§ Entries provided

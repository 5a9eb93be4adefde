use serde::{Deserialize, Serialize};

/// Difficulty assumed for treks whose record carries no label
pub const DEFAULT_DIFFICULTY: &str = "Moderate";

/// Trek record as supplied by the catalog
#[derive(Debug, Clone, PartialEq, Eq, Serialize, Deserialize)]
pub struct Trek {
    pub name: String,
    #[serde(default)]
    pub difficulty: Option<String>,
    #[serde(default)]
    pub region: Option<String>,
    #[serde(rename = "baseVillage", alias = "base_village", default)]
    pub base_village: Option<String>,
}

impl Trek {
    pub fn new(name: impl Into<String>, difficulty: Option<&str>) -> Self {
        Self {
            name: name.into(),
            difficulty: difficulty.map(str::to_string),
            region: None,
            base_village: None,
        }
    }

    /// Difficulty label, falling back to "Moderate" when absent or blank
    pub fn difficulty_label(&self) -> &str {
        self.difficulty
            .as_deref()
            .filter(|label| !label.is_empty())
            .unwrap_or(DEFAULT_DIFFICULTY)
    }
}

/// Age bracket declared by the user
#[derive(Debug, Clone, Copy, PartialEq, Eq, Hash, Default, Serialize, Deserialize)]
pub enum AgeGroup {
    #[serde(rename = "under_18")]
    Under18,
    #[serde(rename = "18_40")]
    From18To40,
    #[serde(rename = "41_60")]
    From41To60,
    #[default]
    #[serde(rename = "over_60")]
    Over60,
}

impl AgeGroup {
    pub fn from_tag(tag: &str) -> Option<Self> {
        match tag {
            "under_18" => Some(Self::Under18),
            "18_40" => Some(Self::From18To40),
            "41_60" => Some(Self::From41To60),
            "over_60" => Some(Self::Over60),
            _ => None,
        }
    }
}

/// Health condition tag
#[derive(Debug, Clone, Copy, PartialEq, Eq, Hash, Serialize, Deserialize)]
#[serde(rename_all = "snake_case")]
pub enum HealthIssue {
    /// "none": the user reported no conditions
    #[serde(rename = "none")]
    NoneDeclared,
    AsthmaBreathing,
    HeartBp,
    SurgeryInjury,
    Diabetes,
    JointKnee,
}

impl HealthIssue {
    pub fn from_tag(tag: &str) -> Option<Self> {
        match tag {
            "none" => Some(Self::NoneDeclared),
            "asthma_breathing" => Some(Self::AsthmaBreathing),
            "heart_bp" => Some(Self::HeartBp),
            "surgery_injury" => Some(Self::SurgeryInjury),
            "diabetes" => Some(Self::Diabetes),
            "joint_knee" => Some(Self::JointKnee),
            _ => None,
        }
    }

    /// Conditions that restrict the user to gentle treks
    pub fn is_critical(self) -> bool {
        matches!(self, Self::AsthmaBreathing | Self::HeartBp | Self::SurgeryInjury)
    }

    pub fn is_moderate(self) -> bool {
        matches!(self, Self::Diabetes | Self::JointKnee)
    }
}

#[derive(Debug, Clone, Copy, PartialEq, Eq, Hash, Default, Serialize, Deserialize)]
#[serde(rename_all = "lowercase")]
pub enum FitnessLevel {
    Low,
    Medium,
    #[default]
    High,
}

impl FitnessLevel {
    pub fn from_tag(tag: &str) -> Option<Self> {
        match tag {
            "low" => Some(Self::Low),
            "medium" => Some(Self::Medium),
            "high" => Some(Self::High),
            _ => None,
        }
    }
}

#[derive(Debug, Clone, Copy, PartialEq, Eq, Hash, Default, Serialize, Deserialize)]
#[serde(rename_all = "snake_case")]
pub enum Experience {
    FirstTime,
    FewTreks,
    #[default]
    Experienced,
}

impl Experience {
    pub fn from_tag(tag: &str) -> Option<Self> {
        match tag {
            "first_time" => Some(Self::FirstTime),
            "few_treks" => Some(Self::FewTreks),
            "experienced" => Some(Self::Experienced),
            _ => None,
        }
    }
}

/// Kind of trek the user is interested in
#[derive(Debug, Clone, Copy, PartialEq, Eq, Hash, Serialize, Deserialize)]
#[serde(rename_all = "snake_case")]
pub enum TrekType {
    EasyShort,
    ScenicWaterfall,
    FortHistory,
    AdventureLong,
}

impl TrekType {
    pub fn from_tag(tag: &str) -> Option<Self> {
        match tag {
            "easy_short" => Some(Self::EasyShort),
            "scenic_waterfall" => Some(Self::ScenicWaterfall),
            "fort_history" => Some(Self::FortHistory),
            "adventure_long" => Some(Self::AdventureLong),
            _ => None,
        }
    }
}

/// User preferences for one matching request
///
/// Multi-select fields keep the order in which the user picked the tags and
/// hold each tag at most once.
#[derive(Debug, Clone, Default, PartialEq, Eq, Serialize, Deserialize)]
pub struct PreferenceSet {
    #[serde(rename = "ageGroup")]
    pub age_group: AgeGroup,
    #[serde(rename = "healthIssues", default)]
    pub health_issues: Vec<HealthIssue>,
    #[serde(rename = "fitnessLevel")]
    pub fitness_level: FitnessLevel,
    pub experience: Experience,
    #[serde(rename = "trekTypeInterests", default)]
    pub trek_type_interests: Vec<TrekType>,
}

/// Scored trek returned by the ranking pipeline
#[derive(Debug, Clone, Serialize, Deserialize)]
pub struct MatchResult {
    pub trek: Trek,
    #[serde(rename = "matchScore")]
    pub match_score: u8,
    pub reason: String,
    /// Every reason produced while scoring, in evaluation order
    #[serde(default)]
    pub reasons: Vec<String>,
}

/// Ranking cut-offs
#[derive(Debug, Clone, Copy, PartialEq, Eq)]
pub struct RankThresholds {
    pub minimum: u8,
    pub limit: usize,
}

impl Default for RankThresholds {
    fn default() -> Self {
        Self {
            minimum: 40,
            limit: 6,
        }
    }
}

§ Requirement
Return each line above exactly.

§ Task solution
repository 5a9eb93be4adefde
use serde::{Deserialize, Serialize};

/// Difficulty assumed for treks whose record carries no label
pub const DEFAULT_DIFFICULTY: &str = "Moderate";

/// Trek record as supplied by the catalog
#[derive(Debug, Clone, PartialEq, Eq, Serialize, Deserialize)]
pub struct Trek {
    pub name: String,
    #[serde(default)]
    pub difficulty: Option<String>,
    #[serde(default)]
    pub region: Option<String>,
    #[serde(rename = "baseVillage", alias = "base_village", default)]
    pub base_village: Option<String>,
}

impl Trek {
    pub fn new(name: impl Into<String>, difficulty: Option<&str>) -> Self {
        Self {
            name: name.into(),
            difficulty: difficulty.map(str::to_string),
            region: None,
            base_village: None,
        }
    }

    /// Difficulty label, falling back to "Moderate" when absent or blank
    pub fn difficulty_label(&self) -> &str {
        self.difficulty
            .as_deref()
            .filter(|label| !label.is_empty())
            .unwrap_or(DEFAULT_DIFFICULTY)
    }
}

/// Age bracket declared by the user
#[derive(Debug, Clone, Copy, PartialEq, Eq, Hash, Default, Serialize, Deserialize)]
pub enum AgeGroup {
    #[serde(rename = "under_18")]
    Under18,
    #[serde(rename = "18_40")]
    From18To40,
    #[serde(rename = "41_60")]
    From41To60,
    #[default]
    #[serde(rename = "over_60")]
    Over60,
}

impl AgeGroup {
    pub fn from_tag(tag: &str) -> Option<Self> {
        match tag {
            "under_18" => Some(Self::Under18),
            "18_40" => Some(Self::From18To40),
            "41_60" => Some(Self::From41To60),
            "over_60" => Some(Self::Over60),
            _ => None,
        }
    }
}

/// Health condition tag
#[derive(Debug, Clone, Copy, PartialEq, Eq, Hash, Serialize, Deserialize)]
#[serde(rename_all = "snake_case")]
pub enum HealthIssue {
    /// "none": the user reported no conditions
    #[serde(rename = "none")]
    NoneDeclared,
    AsthmaBreathing,
    HeartBp,
    SurgeryInjury,
    Diabetes,
    JointKnee,
}

impl HealthIssue {
    pub fn from_tag(tag: &str) -> Option<Self> {
        match tag {
            "none" => Some(Self::NoneDeclared),
            "asthma_breathing" => Some(Self::AsthmaBreathing),
            "heart_bp" => Some(Self::HeartBp),
            "surgery_injury" => Some(Self::SurgeryInjury),
            "diabetes" => Some(Self::Diabetes),
            "joint_knee" => Some(Self::JointKnee),
            _ => None,
        }
    }

    /// Conditions that restrict the user to gentle treks
    pub fn is_critical(self) -> bool {
        matches!(self, Self::AsthmaBreathing | Self::HeartBp | Self::SurgeryInjury)
    }

    pub fn is_moderate(self) -> bool {
        matches!(self, Self::Diabetes | Self::JointKnee)
    }
}

#[derive(Debug, Clone, Copy, PartialEq, Eq, Hash, Default, Serialize, Deserialize)]
#[serde(rename_all = "lowercase")]
pub enum FitnessLevel {
    Low,
    Medium,
    #[default]
    High,
}

impl FitnessLevel {
    pub fn from_tag(tag: &str) -> Option<Self> {
        match tag {
            "low" => Some(Self::Low),
            "medium" => Some(Self::Medium),
            "high" => Some(Self::High),
            _ => None,
        }
    }
}

#[derive(Debug, Clone, Copy, PartialEq, Eq, Hash, Default, Serialize, Deserialize)]
#[serde(rename_all = "snake_case")]
pub enum Experience {
    FirstTime,
    FewTreks,
    #[default]
    Experienced,
}

impl Experience {
    pub fn from_tag(tag: &str) -> Option<Self> {
        match tag {
            "first_time" => Some(Self::FirstTime),
            "few_treks" => Some(Self::FewTreks),
            "experienced" => Some(Self::Experienced),
            _ => None,
        }
    }
}

/// Kind of trek the user is interested in
#[derive(Debug, Clone, Copy, PartialEq, Eq, Hash, Serialize, Deserialize)]
#[serde(rename_all = "snake_case")]
pub enum TrekType {
    EasyShort,
    ScenicWaterfall,
    FortHistory,
    AdventureLong,
}

impl TrekType {
    pub fn from_tag(tag: &str) -> Option<Self> {
        match tag {
            "easy_short" => Some(Self::EasyShort),
            "scenic_waterfall" => Some(Self::ScenicWaterfall),
            "fort_history" => Some(Self::FortHistory),
            "adventure_long" => Some(Self::AdventureLong),
            _ => None,
        }
    }
}

/// User preferences for one matching request
///
/// Multi-select fields keep the order in which the user picked the tags and
/// hold each tag at most once.
#[derive(Debug, Clone, Default, PartialEq, Eq, Serialize, Deserialize)]
pub struct PreferenceSet {
    #[serde(rename = "ageGroup")]
    pub age_group: AgeGroup,
    #[serde(rename = "healthIssues", default)]
    pub health_issues: Vec<HealthIssue>,
    #[serde(rename = "fitnessLevel")]
    pub fitness_level: FitnessLevel,
    pub experience: Experience,
    #[serde(rename = "trekTypeInterests", default)]
    pub trek_type_interests: Vec<TrekType>,
}

/// Scored trek returned by the ranking pipeline
#[derive(Debug, Clone, Serialize, Deserialize)]
pub struct MatchResult {
    pub trek: Trek,
    #[serde(rename = "matchScore")]
    pub match_score: u8,
    pub reason: String,
    /// Every reason produced while scoring, in evaluation order
    #[serde(default)]
    pub reasons: Vec<String>,
}

/// Ranking cut-offs
#[derive(Debug, Clone, Copy, PartialEq, Eq)]
pub struct RankThresholds {
    pub minimum: u8,
    pub limit: usize,
}

impl Default for RankThresholds {
    fn default() -> Self {
        Self {
            minimum: 40,
            limit: 6,
        }
    }
}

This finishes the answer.